#### [About this exercise]
Look through the data for the string "Backspace". Copy every line where it is found.
-----
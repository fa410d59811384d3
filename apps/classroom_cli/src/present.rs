//! Text formatting shared by one-shot output and the interactive UI.

use chrono::{DateTime, Utc};
use classroom_core::entities::{AuthStatus, Course, CourseWork, GradeEntry};

pub fn due_label(work: &CourseWork) -> String {
    match (work.due_date, work.due_time) {
        (Some(d), Some(t)) => format!(
            "{}/{:02}/{:02} {:02}:{:02}",
            d.year, d.month, d.day, t.hours, t.minutes
        ),
        (Some(d), None) => format!("{}/{:02}/{:02}", d.year, d.month, d.day),
        (None, _) => "No due date".to_string(),
    }
}

pub fn work_status(work: &CourseWork, now: DateTime<Utc>) -> &'static str {
    if work.is_overdue_at(now) {
        "Overdue"
    } else {
        "Pending"
    }
}

/// Whole numbers without a trailing `.0`
pub fn points(value: f64) -> String {
    if value.fract() == 0.0 {
        format!("{}", value as i64)
    } else {
        format!("{:.1}", value)
    }
}

pub fn points_label(max_points: Option<f64>) -> String {
    match max_points {
        Some(max) if max > 0.0 => format!("{} pts", points(max)),
        _ => "Ungraded".to_string(),
    }
}

pub fn grade_label(entry: &GradeEntry) -> String {
    match entry.max_points {
        Some(max) if max > 0.0 => format!("{} / {}", points(entry.grade), points(max)),
        _ => points(entry.grade),
    }
}

pub fn date_label(at: Option<DateTime<Utc>>) -> String {
    at.map(|t| t.format("%Y-%m-%d").to_string())
        .unwrap_or_else(|| "-".to_string())
}

pub fn course_subtitle(course: &Course) -> String {
    match (course.section.as_deref(), course.room.as_deref()) {
        (Some(section), Some(room)) => format!("{} · Room {}", section, room),
        (Some(section), None) => section.to_string(),
        (None, Some(room)) => format!("Room {}", room),
        (None, None) => String::new(),
    }
}

/// First line of `text`, cut to `max` characters with an ellipsis
pub fn headline(text: &str, max: usize) -> String {
    let line = text.lines().next().unwrap_or("").trim();
    if line.chars().count() <= max {
        line.to_string()
    } else {
        let cut: String = line.chars().take(max.saturating_sub(1)).collect();
        format!("{}…", cut)
    }
}

pub fn auth_status_line(status: &AuthStatus) -> String {
    match status {
        AuthStatus::NotLoggedIn => "Not logged in. Run 'gc-cli auth login'.".to_string(),
        AuthStatus::Corrupt(reason) => format!(
            "Saved credential is unreadable ({}). Run 'gc-cli auth login'.",
            reason
        ),
        AuthStatus::Valid { expiry } => format!(
            "Logged in. Access token valid until {}.",
            expiry.format("%Y-%m-%d %H:%M:%S UTC")
        ),
        AuthStatus::ExpiredRefreshable { expiry } => format!(
            "Logged in. Access token expired at {}; it will be refreshed on next use.",
            expiry.format("%Y-%m-%d %H:%M:%S UTC")
        ),
        AuthStatus::Expired { expiry } => format!(
            "Session expired at {} and cannot be refreshed. Run 'gc-cli auth login'.",
            expiry.format("%Y-%m-%d %H:%M:%S UTC")
        ),
    }
}
//! Shared HTTP client configuration for network operations.
//!
//! Provides factory functions for creating HTTP clients with the timeouts
//! and user agent used against the classroom and OAuth endpoints.

use std::time::Duration;

use classroom_core::Error;
use reqwest::Client;

/// Default timeout for HTTP requests (30 seconds)
pub const DEFAULT_TIMEOUT: Duration = Duration::from_secs(30);

/// Default connect timeout (10 seconds)
pub const DEFAULT_CONNECT_TIMEOUT: Duration = Duration::from_secs(10);

pub const USER_AGENT: &str = concat!("gc-cli/", env!("CARGO_PKG_VERSION"));

/// Build a configured HTTP client for classroom API requests.
pub fn build_api_client(timeout: Duration) -> Result<Client, Error> {
    Client::builder()
        .user_agent(USER_AGENT)
        .timeout(timeout)
        .connect_timeout(DEFAULT_CONNECT_TIMEOUT)
        .build()
        .map_err(|e| Error::Network(format!("failed to create API HTTP client: {}", e)))
}

/// Build a configured HTTP client for token endpoint requests.
///
/// Redirects are not followed: the token endpoint answers directly.
pub fn build_oauth_client() -> Result<Client, Error> {
    Client::builder()
        .user_agent(USER_AGENT)
        .redirect(reqwest::redirect::Policy::none())
        .timeout(DEFAULT_TIMEOUT)
        .connect_timeout(DEFAULT_CONNECT_TIMEOUT)
        .build()
        .map_err(|e| Error::Network(format!("failed to create OAuth HTTP client: {}", e)))
}

#[cfg(test)]
mod tests {
    use super::*;

    #[test]
    fn test_build_api_client() {
        let client = build_api_client(Duration::from_secs(5));
        assert!(client.is_ok());
    }

    #[test]
    fn test_build_oauth_client() {
        let client = build_oauth_client();
        assert!(client.is_ok());
    }

    #[test]
    fn test_timeout_constants() {
        assert_eq!(DEFAULT_TIMEOUT, Duration::from_secs(30));
        assert_eq!(DEFAULT_CONNECT_TIMEOUT, Duration::from_secs(10));
    }
}
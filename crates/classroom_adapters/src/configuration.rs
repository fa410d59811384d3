use std::path::PathBuf;

use classroom_core::config::{Settings, DEFAULT_API_BASE_URL, DEFAULT_AUTH_URL, DEFAULT_TOKEN_URL};
use config::{Config, Environment, File};
use directories::ProjectDirs;

pub const ENV_PREFIX: &str = "GC_CLI";

/// Per-user configuration directory, also home of the saved credential
pub fn config_dir() -> PathBuf {
    ProjectDirs::from("com", "gc-cli", "gc-cli")
        .map(|d| d.config_dir().to_path_buf())
        .unwrap_or_else(|| PathBuf::from("config"))
}

/// Credential location used when `auth.token_file` is unset
pub fn default_token_path() -> PathBuf {
    config_dir().join("token.json")
}

pub fn get_configuration_with_paths(
    current_dir_path: Option<PathBuf>,
    system_config_dir_path: Option<PathBuf>,
) -> Result<Settings, config::ConfigError> {
    let config_directory = current_dir_path.unwrap_or_else(|| {
        std::env::current_dir()
            .map(|p| p.join("config"))
            .unwrap_or_else(|_| PathBuf::from("config"))
    });

    let system_config_dir = system_config_dir_path.unwrap_or_else(config_dir);

    let settings = Config::builder()
        .set_default("auth.auth_url", DEFAULT_AUTH_URL)?
        .set_default("auth.token_url", DEFAULT_TOKEN_URL)?
        .set_default("auth.callback_timeout_secs", 60)?
        .set_default("api.base_url", DEFAULT_API_BASE_URL)?
        .set_default("api.retries", 3)?
        .set_default("api.initial_backoff_ms", 1_000)?
        .set_default("api.max_backoff_ms", 32_000)?
        .set_default("api.page_size", 100)?
        .set_default("api.request_timeout_secs", 30)?
        .set_default("log_level", "info")?
        .add_source(File::from(system_config_dir.join("config.toml")).required(false))
        .add_source(File::from(config_directory.join("config.toml")).required(false))
        .add_source(Environment::with_prefix(ENV_PREFIX).separator("__"))
        .build()?;

    settings.try_deserialize::<Settings>()
}

pub fn get_configuration() -> Result<Settings, config::ConfigError> {
    get_configuration_with_paths(None, None)
}

#[cfg(test)]
mod tests {
    use super::*;
    use serial_test::serial;
    use std::io::Write;
    use tempfile::tempdir;

    fn clear_env() {
        for (key, _) in std::env::vars() {
            if key.starts_with("GC_CLI__") {
                std::env::remove_var(&key);
            }
        }
    }

    fn nowhere() -> Option<PathBuf> {
        Some(PathBuf::from("/nonexistent"))
    }

    #[serial]
    #[test]
    fn test_get_configuration_defaults() {
        clear_env();

        let settings = get_configuration_with_paths(nowhere(), nowhere()).unwrap();

        assert_eq!(settings.api.base_url, DEFAULT_API_BASE_URL);
        assert_eq!(settings.api.retries, 3);
        assert_eq!(settings.api.initial_backoff_ms, 1_000);
        assert_eq!(settings.api.max_backoff_ms, 32_000);
        assert_eq!(settings.auth.token_url, DEFAULT_TOKEN_URL);
        assert_eq!(settings.auth.scopes.len(), 4);
        assert!(settings.classroom.course_id.is_none());
        assert_eq!(settings.log_level, "info");
    }

    #[serial]
    #[test]
    fn test_get_configuration_file_override() {
        clear_env();

        let dir = tempdir().unwrap();
        let config_content = r#"
        log_level = "debug"

        [api]
        retries = 5

        [classroom]
        course_id = "12345"
        "#;

        let mut file = std::fs::File::create(dir.path().join("config.toml")).unwrap();
        file.write_all(config_content.as_bytes()).unwrap();

        let settings =
            get_configuration_with_paths(Some(dir.path().to_path_buf()), nowhere()).unwrap();

        assert_eq!(settings.api.retries, 5);
        assert_eq!(settings.api.page_size, 100);
        assert_eq!(settings.classroom.course_id.as_deref(), Some("12345"));
        assert_eq!(settings.log_level, "debug");
    }

    #[serial]
    #[test]
    fn test_get_configuration_env_override() {
        clear_env();

        std::env::set_var("GC_CLI__API__RETRIES", "7");
        std::env::set_var("GC_CLI__LOG_LEVEL", "trace");

        let settings = get_configuration_with_paths(nowhere(), nowhere()).unwrap();

        assert_eq!(settings.api.retries, 7);
        assert_eq!(settings.log_level, "trace");

        std::env::remove_var("GC_CLI__API__RETRIES");
        std::env::remove_var("GC_CLI__LOG_LEVEL");
    }

    #[serial]
    #[test]
    fn test_get_configuration_precedence_env_over_file() {
        clear_env();

        let dir = tempdir().unwrap();
        let mut file = std::fs::File::create(dir.path().join("config.toml")).unwrap();
        file.write_all(b"log_level = \"debug\"\n").unwrap();

        std::env::set_var("GC_CLI__LOG_LEVEL", "warn");

        let settings =
            get_configuration_with_paths(Some(dir.path().to_path_buf()), nowhere()).unwrap();

        assert_eq!(settings.log_level, "warn");

        std::env::remove_var("GC_CLI__LOG_LEVEL");
    }

    #[test]
    fn test_default_token_path_lives_in_config_dir() {
        assert_eq!(default_token_path().parent(), Some(config_dir().as_path()));
    }
}
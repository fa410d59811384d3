use crossterm::event::{KeyCode, KeyEvent, KeyEventKind, KeyModifiers};

use super::state::Action;

/// Decode a key press into a navigation action. Releases and repeats of
/// unbound keys yield `None`.
pub fn key_action(key: KeyEvent) -> Option<Action> {
    if key.kind == KeyEventKind::Release {
        return None;
    }

    if key.modifiers.contains(KeyModifiers::CONTROL) {
        return match key.code {
            KeyCode::Char('c') => Some(Action::Quit),
            _ => None,
        };
    }

    match key.code {
        KeyCode::Up | KeyCode::Char('k') => Some(Action::Up),
        KeyCode::Down | KeyCode::Char('j') => Some(Action::Down),
        KeyCode::Enter | KeyCode::Right | KeyCode::Char('l') => Some(Action::Select),
        KeyCode::Esc | KeyCode::Backspace | KeyCode::Left | KeyCode::Char('h') => {
            Some(Action::Back)
        }
        KeyCode::Char('q') => Some(Action::Quit),
        KeyCode::Char('r') => Some(Action::Refresh),
        KeyCode::Char('c') => Some(Action::ChangeCourse),
        _ => None,
    }
}

#[cfg(test)]
mod tests {
    use super::*;
    use crossterm::event::KeyEventState;
    use rstest::rstest;

    fn press(code: KeyCode) -> KeyEvent {
        KeyEvent::new(code, KeyModifiers::NONE)
    }

    #[rstest]
    #[case(KeyCode::Up, Some(Action::Up))]
    #[case(KeyCode::Char('k'), Some(Action::Up))]
    #[case(KeyCode::Down, Some(Action::Down))]
    #[case(KeyCode::Char('j'), Some(Action::Down))]
    #[case(KeyCode::Enter, Some(Action::Select))]
    #[case(KeyCode::Esc, Some(Action::Back))]
    #[case(KeyCode::Backspace, Some(Action::Back))]
    #[case(KeyCode::Char('q'), Some(Action::Quit))]
    #[case(KeyCode::Char('r'), Some(Action::Refresh))]
    #[case(KeyCode::Char('c'), Some(Action::ChangeCourse))]
    #[case(KeyCode::Char('x'), None)]
    #[case(KeyCode::Tab, None)]
    fn test_key_bindings(#[case] code: KeyCode, #[case] expected: Option<Action>) {
        assert_eq!(key_action(press(code)), expected);
    }

    #[test]
    fn test_ctrl_c_quits() {
        let key = KeyEvent::new(KeyCode::Char('c'), KeyModifiers::CONTROL);
        assert_eq!(key_action(key), Some(Action::Quit));
    }

    #[test]
    fn test_release_is_ignored() {
        let key = KeyEvent {
            code: KeyCode::Enter,
            modifiers: KeyModifiers::NONE,
            kind: KeyEventKind::Release,
            state: KeyEventState::NONE,
        };
        assert_eq!(key_action(key), None);
    }
}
-----
#### [Written solution]
        KeyCode::Esc | KeyCode::Backspace | KeyCode::Left | KeyCode::Char('h') => {
    #[case(KeyCode::Backspace, Some(Action::Back))]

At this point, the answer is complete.